Bagpipes on the Underground

OK, so I’ve not had a rant for a bit so I’m going to today…however, before I do, here’s a photo of Lynden at Waterloo after our night of gassing and drinking. He never changes. Gotta love him.

Saying goodbye to Lynden at Waterloo

Don’t get me wrong, I actually quite like the bagpipes. I remember the year we were digging at the Minge when a lady would serenade us each lunchtime as she practised among the hills surrounding the dig. Apparently her neighbours weren’t too keen on her doing it at home.

The outdoor setting, though, was perfect. The tortured cat screechings became at once lovely calls across the glens; a melancholic recitation for some distant Scot, marooned in another country. Or so it seemed, as we all sat amid our archaeological detritus.

Also I started to learn to play them myself many years ago. My reasoning has vanished in the mists of time but I managed quite a few lessons and even had a chanter for a while – this is the instrument you first learn on, before being given the big bag to manipulate under your arm. It is also the bit of the bagpipes you blow into.

I learnt all about grace notes and reeds and all sorts of musical things. Naturally it was a complete waste of time because, typically, I didn’t finish, moving on to something else and keeping only the chanter, which travelled from house to house with me until, somewhere along the line, I lost it. Or deliberately forgot it like my John Bonham drumstick.

To be honest, I can’t actually think of a musical instrument that I actively dislike. Played well and in the right place, I think they all have their good points; a bit like music and singing and dance.

I like most types of music and pride myself on being incredibly eclectic – if such a thing is grammatically correct (I mean, being eclectic means you like a wide variety so adding the word ‘incredibly’ doesn’t seem to add an awful lot to the term apart from exaggeration). I even like some Gregorian chanting. I have no idea what they are saying, nor do I care but I like the cadences, the rhythm, the strict choral qualities.

If I think about this sort of thing (chanting as opposed to chanters) I wonder about the sense of it all. When someone like Kylie sings “I can’t get you out of head” she doesn’t mean that someone or something is actually living in her head but the memory of someone is haunting her and she wants to tell everyone who’ll listen. When the Gregorians chant something in Russian or Latin or whatever language they prefer, it means very little but just sounds good.

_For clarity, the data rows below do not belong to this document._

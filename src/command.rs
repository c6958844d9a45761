//! SPI command tables for the two controller dialects
//!
//! The Fone's panels shipped with two different controller revisions that
//! speak different command sets; which one is installed is only known after
//! probing at boot (see [`Dialect`](crate::dialect::Dialect)).

/// All commands need to have this trait which gives the address of the
/// command which needs to be send via SPI with activated CommandPin
/// (Data/Command Pin in CommandMode)
pub(crate) trait Command: Copy {
    fn address(self) -> u8;
}

/// Commands of the newer low-voltage controller (variant A).
///
/// This dialect addresses RAM through explicit X/Y windows and counters,
/// which is also what makes windowed partial refresh possible.
#[allow(dead_code)]
#[derive(Copy, Clone)]
pub(crate) enum TypeACommand {
    /// Deep Sleep Mode Control
    ///     1 Databyte, 0x03 enters deep sleep (wake needs a hardware reset)
    DeepSleepMode = 0x10,
    /// Data Entry mode setting
    ///     1 Databyte, 0x03: x increment, y increment
    DataEntryModeSetting = 0x11,
    SwReset = 0x12,
    /// Temperature Sensor Control, 0x80 selects the internal sensor
    TemperatureSensorControl = 0x18,
    /// Activate Display Update Sequence, loaded by DisplayUpdateControl2
    MasterActivation = 0x20,
    /// Display Update Control 2
    ///     1 Databyte selecting the update sequence, 0xF7 for a full cycle
    DisplayUpdateControl2 = 0x22,
    /// Write RAM of the black/white plane
    WriteRamBlack = 0x24,
    /// Write RAM of the red/highlight plane
    WriteRamRed = 0x26,
    /// Border Waveform Control
    BorderWaveformControl = 0x3C,
    /// Set RAM X-address Start/End position
    ///     2 Databytes: start and end, both in byte (8 pixel) units
    SetRamXAddressRange = 0x44,
    /// Set RAM Y-address Start/End position
    ///     4 Databytes: A[7:0], A[8], B[7:0], B[8]
    SetRamYAddressRange = 0x45,
    /// Set RAM X-address counter, in byte units
    SetRamXAddressCounter = 0x4E,
    /// Set RAM Y-address counter
    ///     2 Databytes: A[7:0], A[8]
    SetRamYAddressCounter = 0x4F,
}

impl Command for TypeACommand {
    fn address(self) -> u8 {
        self as u8
    }
}

/// Commands of the legacy controller (variant B), fixed full-panel
/// addressing only.
#[allow(dead_code)]
#[derive(Copy, Clone)]
pub(crate) enum TypeBCommand {
    /// Panel Setting, 0x0F: LUT from OTP, black/white/red mode
    PanelSetting = 0x00,
    PowerOff = 0x02,
    PowerOn = 0x04,
    /// Deep Sleep, guarded by the check code 0xA5
    DeepSleep = 0x07,
    /// Data Start Transmission 1 (black/white plane)
    DataStartTransmission1 = 0x10,
    DisplayRefresh = 0x12,
    /// Data Start Transmission 2 (red/highlight plane)
    DataStartTransmission2 = 0x13,
    /// VCOM and Data Interval Setting, 0xF7 floats the border before sleep
    VcomAndDataIntervalSetting = 0x50,
}

impl Command for TypeBCommand {
    fn address(self) -> u8 {
        self as u8
    }
}

/// The one command both dialects answer before initialization.
#[derive(Copy, Clone)]
pub(crate) enum ProbeCommand {
    /// Status read; the response byte identifies the controller revision
    /// and has to be clocked in by hand, see
    /// [`ProbePort`](crate::interface::ProbePort)
    ReadStatus = 0x2F,
}

impl Command for ProbeCommand {
    fn address(self) -> u8 {
        self as u8
    }
}

/// Commands used only on the windowed (partial refresh) path.
#[derive(Copy, Clone)]
pub(crate) enum PartialCommand {
    /// Load the fast partial waveform table; followed by
    /// [`constants::LUT_PARTIAL`]
    LoadPartialLut = 0x20,
    /// Leave windowed mode after a partial update
    PartialOut = 0x92,
}

impl Command for PartialCommand {
    fn address(self) -> u8 {
        self as u8
    }
}

pub(crate) mod constants {
    /// The fast partial-refresh waveform, replacing the ghost-free full
    /// waveform baked into the controller OTP for the duration of a
    /// windowed update.
    pub(crate) const LUT_PARTIAL: [u8; 42] = [
        0x10, 0x18, 0x18, 0x08, 0x18, 0x18, 0x08, 0x00, 0x00, 0x00, //
        0x00, 0x00, 0x00, 0x00, 0x00, 0x00, 0x00, 0x00, 0x00, 0x00, //
        0x13, 0x14, 0x44, 0x12, 0x00, 0x00, 0x00, 0x00, 0x00, 0x00, //
        0x00, 0x00, 0x00, 0x00, 0x00, 0x00, 0x00, 0x00, 0x00, 0x00, //
        0x22, 0x17,
    ];
}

The fact that I can’t understand the chanting means I am merely enjoying the sound. If I didn’t understand Kylie, I could still dance to the music. The rhythm of the music and the tonal qualities of her voice are received by my body because, as humans, we have created music which we actually enjoy listening to. We can wrap the feeling into all sorts of silly things but, basically, we invented it to be pleasurable because it is pleasurable to listen to.

Like prayer. It does nothing but makes some people feel better when they do it. For instance, let’s say you are feeling a bit giddy with happiness but wish to come back to earth. What better way to do it than sitting in a dark church and mumbling some nonsense over and over again. It won’t take long and eventually you will convince yourself that it’s doing something. Of course it is. But only to the person doing it.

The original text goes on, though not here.